Telemarketing Software Featured Article

Remotely Created Payment Orders Get the Axe by the FTC

December 01, 2015
By Susan J. Campbell - Telemarketing Software Contributing Editor


American consumers are tired of being scammed, which is making it more difficult for those companies practicing legitimate telemarketing activities. What once was a common practice of calling consumers at any time and for any reason is now restricted according to Federal Trade Commission (FTC (News - Alert)) rules. For those companies seeking to continue legal activities, there’s no better time for telemarketing software to ensure compliance.


According to this Mondaq post, the FTC recently amended its Telemarketing Sales Rules (TSR (News - Alert)) regulations, adding new inbound and outbound telemarketing payment method prohibitions. With this change, the initiation of a remotely created payment order is considered an abusive telemarketing practice. The FTC defines a remotely created payment order as one drawn on a person’s account that is created by the payee or an agent of the payee and is then deposited into or cleared through the check clearing system.

In making this change to TSR regulations, the FTC is aiming to prevent scams for advance fee loans, phony medical discount products, magazine subscriptions, credit card interest rate reduction services and other potentially harmful activities. The agency found that the creation of remotely created payment orders led to the “persistent, ongoing and substantial harm to consumers in a telemarketing payment form.”

The problem generally stems from the merchant creating the payment order and then using that method to take money from consumers without permission. At the same time, the agency is also concerned about cash-to-cash money transfer and cash-reload mechanisms, both of which tend to be sold through telemarketing methods and have both anonymity and irrevocability characteristics. Electronic fund transfers and gift cards are not included in the definition of cash-to-cash money transfers.

For those companies practicing legitimate activities pertaining to telemarketing, it’s possible that some of these payment methods were used simply because they were easy to initiate, easy to manage and made it easy to get the sale. This “ease” is exactly why the FTC considers these activities too dangerous for consumers likely to be targeted through predatory practices. Legitimate companies, even with good intentions, will face the same potential for fines and penalties if the new laws are not observed.
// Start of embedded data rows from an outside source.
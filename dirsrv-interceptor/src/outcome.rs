//! What a chain dispatch produces, one variant per operation kind.

use dirsrv_core::{Dn, Entry, EntryId};

/// The successful result of running an [`dirsrv_context::OperationContext`]
/// through the chain. Failure is a `DirectoryResult::Err` instead; there is
/// no "it didn't work" variant here.
#[derive(Debug, Clone, PartialEq)]
pub enum OperationOutcome {
    Bound,
    Added(EntryId),
    Deleted,
    Modified,
    Renamed(Dn),
    Compared(bool),
    SearchResults(Vec<Entry>),
    Unbound,
}

impl OperationOutcome {
    /// The search results, if this is a search outcome. Convenience for
    /// callers (the operation manager façade) that only ever dispatch
    /// searches through a particular code path and don't want to match on
    /// every variant.
    pub fn into_search_results(self) -> Option<Vec<Entry>> {
        match self {
            OperationOutcome::SearchResults(entries) => Some(entries),
            _ => None,
        }
    }
}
When partnering with a proven telemarketing software vendor to ensure compliance with new and existing regulations, companies using telemarketing practices are much better positioned to stay in business. It’s hard enough to keep the pipeline full and sales reps motivated to close. The last thing you need is a citation from the FTC for ignoring rules. Keep compliance at the forefront so you can continue to enjoy market success.